─── PROVIDED ENTRIES
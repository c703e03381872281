//! Reconciliation engine for keeping task records and calendar events in step.
//!
//! Records live in an external tabular store; each active record may be
//! linked to one calendar event. A fixed pipeline of rules compares every
//! record's current fields against their `last*` shadow copies, mutates the
//! calendar where needed, and accumulates a minimal field patch that a
//! batch coordinator writes back to the store in capped requests.
//!
//! The store and the calendar are reached through the traits in [`gateway`];
//! this crate performs no I/O of its own.

pub mod batch;
pub mod error;
pub mod gateway;
pub mod record;
pub mod rules;
pub mod schedule;
pub mod sync;

pub use error::SyncError;
pub use gateway::{CalendarGateway, EventPatch, GatewayError, RecordFilter, RecordQuery, RecordStore};
pub use record::{RecordFields, RecordPatch, TaskRecord, UpdateSet};
pub use rules::RuleEngine;
pub use sync::{SyncReport, run_deadline_sync, run_today_sync};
──────
- [TASK TO COMPLETE]: Once you have found every line in the listing that holds the string "batch", copy each of them.

- [TASK RESPONSE]:
//! batch coordinator writes back to the store in capped requests.
pub mod batch;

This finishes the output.